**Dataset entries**
——
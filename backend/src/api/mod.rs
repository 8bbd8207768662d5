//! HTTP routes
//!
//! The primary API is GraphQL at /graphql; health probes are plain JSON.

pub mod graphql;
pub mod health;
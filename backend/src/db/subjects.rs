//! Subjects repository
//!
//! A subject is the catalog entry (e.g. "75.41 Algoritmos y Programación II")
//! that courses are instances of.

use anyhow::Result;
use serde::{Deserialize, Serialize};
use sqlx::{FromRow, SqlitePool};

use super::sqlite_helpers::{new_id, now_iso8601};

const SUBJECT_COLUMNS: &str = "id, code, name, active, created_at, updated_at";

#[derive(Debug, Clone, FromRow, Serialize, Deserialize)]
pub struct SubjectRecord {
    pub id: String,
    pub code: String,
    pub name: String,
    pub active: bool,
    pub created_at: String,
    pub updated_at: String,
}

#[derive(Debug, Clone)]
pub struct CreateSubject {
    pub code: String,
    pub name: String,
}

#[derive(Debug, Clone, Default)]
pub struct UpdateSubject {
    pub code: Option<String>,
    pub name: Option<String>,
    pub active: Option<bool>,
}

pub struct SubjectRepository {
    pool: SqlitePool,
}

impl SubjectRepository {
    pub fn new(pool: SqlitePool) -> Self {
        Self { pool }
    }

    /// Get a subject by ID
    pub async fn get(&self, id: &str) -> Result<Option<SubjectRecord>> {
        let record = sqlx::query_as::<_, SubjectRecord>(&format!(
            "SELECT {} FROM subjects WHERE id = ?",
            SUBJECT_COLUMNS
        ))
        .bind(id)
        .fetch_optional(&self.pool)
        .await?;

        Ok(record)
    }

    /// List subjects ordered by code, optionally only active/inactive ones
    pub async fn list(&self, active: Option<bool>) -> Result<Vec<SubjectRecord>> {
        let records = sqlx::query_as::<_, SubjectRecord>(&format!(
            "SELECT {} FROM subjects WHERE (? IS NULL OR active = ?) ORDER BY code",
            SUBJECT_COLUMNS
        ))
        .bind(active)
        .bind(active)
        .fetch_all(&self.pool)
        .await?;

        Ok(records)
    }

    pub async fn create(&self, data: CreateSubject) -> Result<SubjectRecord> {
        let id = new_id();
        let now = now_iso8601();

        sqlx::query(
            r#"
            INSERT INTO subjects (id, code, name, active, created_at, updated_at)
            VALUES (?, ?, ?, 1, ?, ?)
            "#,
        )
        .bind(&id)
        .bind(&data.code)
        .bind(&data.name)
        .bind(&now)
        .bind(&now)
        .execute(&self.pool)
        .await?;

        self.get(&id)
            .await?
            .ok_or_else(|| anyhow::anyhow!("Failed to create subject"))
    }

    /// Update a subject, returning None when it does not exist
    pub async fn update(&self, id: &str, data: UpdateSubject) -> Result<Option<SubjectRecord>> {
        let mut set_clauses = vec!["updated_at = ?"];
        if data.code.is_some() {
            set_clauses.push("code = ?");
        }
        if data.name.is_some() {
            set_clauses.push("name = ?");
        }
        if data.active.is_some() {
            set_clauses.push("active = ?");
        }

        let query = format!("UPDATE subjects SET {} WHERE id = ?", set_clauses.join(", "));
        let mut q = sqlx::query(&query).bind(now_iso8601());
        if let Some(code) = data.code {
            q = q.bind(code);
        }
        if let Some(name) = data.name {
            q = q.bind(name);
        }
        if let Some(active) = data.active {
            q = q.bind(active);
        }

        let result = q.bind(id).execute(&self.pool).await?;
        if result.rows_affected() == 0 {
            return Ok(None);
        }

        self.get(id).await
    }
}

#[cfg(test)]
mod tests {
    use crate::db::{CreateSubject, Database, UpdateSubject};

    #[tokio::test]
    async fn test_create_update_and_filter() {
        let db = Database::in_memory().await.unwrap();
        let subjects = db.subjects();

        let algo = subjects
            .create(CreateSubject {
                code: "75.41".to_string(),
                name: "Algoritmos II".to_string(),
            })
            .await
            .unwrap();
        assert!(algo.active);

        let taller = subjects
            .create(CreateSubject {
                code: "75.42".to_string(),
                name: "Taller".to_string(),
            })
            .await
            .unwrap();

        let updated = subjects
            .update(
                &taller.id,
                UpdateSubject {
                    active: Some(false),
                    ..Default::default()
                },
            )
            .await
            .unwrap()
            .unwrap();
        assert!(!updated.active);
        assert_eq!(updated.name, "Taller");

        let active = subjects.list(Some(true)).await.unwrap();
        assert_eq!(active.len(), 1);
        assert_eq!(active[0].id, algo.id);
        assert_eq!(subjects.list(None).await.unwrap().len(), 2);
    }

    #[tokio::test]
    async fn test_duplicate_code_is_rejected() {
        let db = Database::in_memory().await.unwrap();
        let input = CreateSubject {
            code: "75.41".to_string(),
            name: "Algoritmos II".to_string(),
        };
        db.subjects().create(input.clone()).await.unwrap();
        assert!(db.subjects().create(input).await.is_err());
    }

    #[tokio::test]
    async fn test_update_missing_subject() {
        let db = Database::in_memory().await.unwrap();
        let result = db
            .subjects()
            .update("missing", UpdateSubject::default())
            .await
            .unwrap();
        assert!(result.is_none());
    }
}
——
**Exercise**
In the entries above, find lines with "health" and copy each.

**Solution to the problem**
//! The primary API is GraphQL at /graphql; health probes are plain JSON.
pub mod health;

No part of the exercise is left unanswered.